─── Working data

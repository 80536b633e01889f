//! # cohort-id
//!
//! Typed identifiers for the placement engine.
//!
//! ## Design Principles
//!
//! - IDs are issued by the backend; the engine never mints them
//! - IDs are opaque: any non-empty token without whitespace is accepted
//! - IDs are typed so a candidate id cannot be passed where a resource id
//!   is expected
//!
//! Examples of accepted IDs:
//! - `65a1f0c2e4b0a93d2c1e7f10` (database object id)
//! - `station-north-3`
//! - `cand_0042`

mod error;
mod macros;
mod types;

pub use error::IdError;
pub use types::*;

#[doc(hidden)]
pub use error::validate as __validate;

/// Upper bound on the length of an accepted id, in bytes.
pub const MAX_ID_LEN: usize = 128;
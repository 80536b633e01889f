//! Resource listing commands.

use anyhow::Result;
use clap::{Args, Subcommand};
use cohort_engine::{Capacity, Resource, ResourceCatalog, ResourceKind};
use serde::Serialize;
use tabled::Tabled;

use crate::output::print_output;

use super::CommandContext;

/// Resource commands.
#[derive(Debug, Args)]
pub struct ResourcesCommand {
    #[command(subcommand)]
    command: ResourcesSubcommand,
}

#[derive(Debug, Subcommand)]
enum ResourcesSubcommand {
    /// List resources of one kind that can take another candidate.
    List {
        /// Resource kind (scheme, station, induction, interview-panel).
        #[arg(value_parser = parse_kind)]
        kind: ResourceKind,

        /// Include resources with no remaining capacity.
        #[arg(long)]
        all: bool,
    },
}

fn parse_kind(s: &str) -> Result<ResourceKind, String> {
    ResourceKind::parse(s).ok_or_else(|| {
        let known: Vec<&str> = ResourceKind::ALL.iter().map(|k| k.as_str()).collect();
        format!("unknown resource kind '{s}' (expected one of: {})", known.join(", "))
    })
}

#[derive(Debug, Serialize, Tabled)]
struct ResourceRow {
    #[tabled(rename = "ID")]
    id: String,
    #[tabled(rename = "Name")]
    name: String,
    #[tabled(rename = "Remaining")]
    remaining: u64,
    #[tabled(rename = "Managers")]
    managers: String,
    #[tabled(rename = "Status")]
    status: &'static str,
}

impl From<&Resource> for ResourceRow {
    fn from(r: &Resource) -> Self {
        let managers = if r.has_slots() {
            r.manager_slots
                .iter()
                .map(|s| format!("{} {} ({})", s.role, s.name, s.remaining_capacity()))
                .collect::<Vec<_>>()
                .join(", ")
        } else {
            "-".to_string()
        };

        Self {
            id: r.id.to_string(),
            name: r.name.clone(),
            remaining: r.remaining_capacity(),
            managers,
            status: if r.is_selectable() { "open" } else { "full" },
        }
    }
}

impl ResourcesCommand {
    pub async fn run(self, ctx: CommandContext) -> Result<()> {
        let backend = ctx.backend()?;

        match self.command {
            ResourcesSubcommand::List { kind, all } => {
                let mut catalog = ResourceCatalog::new(backend, kind);
                catalog.refresh().await?;

                let rows: Vec<ResourceRow> = if all {
                    catalog.all().iter().map(ResourceRow::from).collect()
                } else {
                    catalog
                        .selectable()
                        .into_iter()
                        .map(ResourceRow::from)
                        .collect()
                };
                print_output(&rows, ctx.format);
            }
        }

        Ok(())
    }
}
//! Output formatting for CLI commands.

use colored::Colorize;
use serde::Serialize;
use tabled::{Table, Tabled};

const CLI_SCHEMA_VERSION: &str = "cohort.cli.v1";

/// Output format.
#[derive(Debug, Clone, Copy, Default, PartialEq, Eq)]
pub enum OutputFormat {
    /// Human-readable table format.
    #[default]
    Table,
    /// JSON format.
    Json,
}

impl OutputFormat {
    pub fn parse(s: &str) -> Self {
        match s {
            "json" => Self::Json,
            _ => Self::Table,
        }
    }
}

/// Print rows in the specified format.
pub fn print_output<T: Serialize + Tabled>(data: &[T], format: OutputFormat) {
    match format {
        OutputFormat::Table => {
            if data.is_empty() {
                println!("{}", "(nothing to show)".dimmed());
                return;
            }
            println!("{}", Table::new(data));
        }
        OutputFormat::Json => println!("{}", format_json(data, "[]")),
    }
}

/// Print a single item as JSON (both formats).
pub fn print_single<T: Serialize>(data: &T) {
    println!("{}", format_json(data, "{}"));
}

fn print_tagged(tag: colored::ColoredString, message: &str) {
    println!("{} {message}", tag.bold());
}

pub fn print_success(message: &str) {
    print_tagged("ok".green(), message);
}

pub fn print_info(message: &str) {
    print_tagged("note".blue(), message);
}

pub fn print_warning(message: &str) {
    print_tagged("warning".yellow(), message);
}

/// JSON envelope shared by every command.
#[derive(Serialize)]
#[serde(rename_all = "camelCase")]
struct Envelope {
    schema_version: &'static str,
    data: serde_json::Value,
}

fn format_json<T: Serialize + ?Sized>(data: &T, fallback: &str) -> String {
    let envelope = Envelope {
        schema_version: CLI_SCHEMA_VERSION,
        data: serde_json::to_value(data).map_or(serde_json::Value::Null, sorted),
    };
    serde_json::to_string_pretty(&envelope).unwrap_or_else(|_| fallback.to_string())
}

/// Rebuild objects with keys in order, so output is stable whatever map
/// type produced them.
fn sorted(value: serde_json::Value) -> serde_json::Value {
    use serde_json::Value;

    match value {
        Value::Array(items) => Value::Array(items.into_iter().map(sorted).collect()),
        Value::Object(entries) => {
            let ordered: std::collections::BTreeMap<_, _> = entries
                .into_iter()
                .map(|(key, value)| (key, sorted(value)))
                .collect();
            Value::Object(ordered.into_iter().collect())
        }
        other => other,
    }
}

/// Render an optional value for a table cell.
pub fn or_dash(value: Option<&str>) -> String {
    value.unwrap_or("-").to_string()
}
//! Error types for ID parsing and validation.

use thiserror::Error;

/// Errors that can occur when parsing or validating IDs.
#[derive(Debug, Error, Clone, PartialEq, Eq)]
pub enum IdError {
    /// The ID string is empty.
    #[error("ID cannot be empty")]
    Empty,

    /// The ID exceeds the maximum accepted length.
    #[error("ID too long: {len} bytes (max {max})")]
    TooLong { len: usize, max: usize },

    /// The ID contains whitespace or a control character.
    #[error("invalid character {found:?} at byte {index} in {kind}")]
    InvalidCharacter {
        kind: &'static str,
        found: char,
        index: usize,
    },
}

impl IdError {
    /// Returns true if this error indicates the input was empty.
    pub fn is_empty(&self) -> bool {
        matches!(self, IdError::Empty)
    }
}

/// Validate the raw text of an id of the given kind.
pub fn validate(kind: &'static str, s: &str) -> Result<(), IdError> {
    if s.is_empty() {
        return Err(IdError::Empty);
    }

    if s.len() > crate::MAX_ID_LEN {
        return Err(IdError::TooLong {
            len: s.len(),
            max: crate::MAX_ID_LEN,
        });
    }

    if let Some((index, found)) = s
        .char_indices()
        .find(|(_, c)| c.is_whitespace() || c.is_control())
    {
        return Err(IdError::InvalidCharacter { kind, found, index });
    }

    Ok(())
}
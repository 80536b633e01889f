//! One transition's assignment round: gate, catalog, build, execute, refresh.

use std::sync::Arc;

use tracing::{info, instrument, warn};

use crate::backend::PlacementBackend;
use crate::batch::{BatchAssignmentCoordinator, BatchReport};
use crate::candidate::Candidate;
use crate::error::{AssignmentError, EngineError};
use crate::pipeline::{PipelineStatusGate, Transition};
use crate::request::AssignmentRequestBuilder;
use crate::resource::ResourceCatalog;

/// Result of one submitted request.
#[derive(Debug)]
pub struct AssignmentRound {
    pub report: BatchReport,
    /// Whether the candidate and resource views were re-fetched.
    pub refreshed: bool,
    /// Set when the post-round refresh itself failed.
    pub refresh_error: Option<AssignmentError>,
}

/// Drives assignments for a single [`Transition`].
pub struct AssignmentWorkflow {
    transition: Transition,
    gate: PipelineStatusGate,
    catalog: ResourceCatalog,
    coordinator: BatchAssignmentCoordinator,
}

impl AssignmentWorkflow {
    pub fn new(backend: Arc<dyn PlacementBackend>, transition: Transition) -> Self {
        Self {
            transition,
            gate: PipelineStatusGate::new(backend.clone(), transition),
            catalog: ResourceCatalog::new(backend.clone(), transition.resource_kind()),
            coordinator: BatchAssignmentCoordinator::new(backend),
        }
    }

    pub fn transition(&self) -> Transition {
        self.transition
    }

    /// Fetch eligible candidates and resources.
    #[instrument(skip(self), fields(transition = %self.transition))]
    pub async fn load(&mut self) -> Result<(), EngineError> {
        self.gate
            .refresh()
            .await
            .map_err(|source| EngineError::Load {
                what: "candidates",
                source,
            })?;
        self.catalog
            .refresh()
            .await
            .map_err(|source| EngineError::Load {
                what: "resources",
                source,
            })?;
        Ok(())
    }

    pub fn eligible_candidates(&self) -> &[Candidate] {
        self.gate.candidates()
    }

    pub fn catalog(&self) -> &ResourceCatalog {
        &self.catalog
    }

    /// A builder for this workflow's transition.
    pub fn builder(&self) -> AssignmentRequestBuilder {
        AssignmentRequestBuilder::new(self.transition)
    }

    /// Validate, execute and, when the round changed upstream state, refresh.
    #[instrument(skip(self, builder), fields(transition = %self.transition))]
    pub async fn submit(
        &mut self,
        builder: AssignmentRequestBuilder,
    ) -> Result<AssignmentRound, EngineError> {
        let request = builder.build()?;
        let report = self.coordinator.execute(&request).await?;

        if report.requires_reauthentication() {
            warn!("Session expired during assignment round; skipping refresh");
            return Ok(AssignmentRound {
                report,
                refreshed: false,
                refresh_error: None,
            });
        }

        if !report.needs_refresh() {
            return Ok(AssignmentRound {
                report,
                refreshed: false,
                refresh_error: None,
            });
        }

        let refresh_error = self.refresh().await.err();
        if let Some(err) = &refresh_error {
            warn!(error = %err, "Failed to refresh after assignment round");
        } else {
            info!(
                eligible = self.gate.candidates().len(),
                selectable = self.catalog.selectable().len(),
                "Views refreshed after assignment round"
            );
        }

        Ok(AssignmentRound {
            report,
            refreshed: refresh_error.is_none(),
            refresh_error,
        })
    }

    async fn refresh(&mut self) -> Result<(), AssignmentError> {
        self.gate.refresh().await?;
        self.catalog.refresh().await?;
        Ok(())
    }
}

──────

* [Exercise]: From the records above, copy every line that holds the word "them".

* [Task solution]:
//! - IDs are issued by the backend; the engine never mints them
/// type produced them.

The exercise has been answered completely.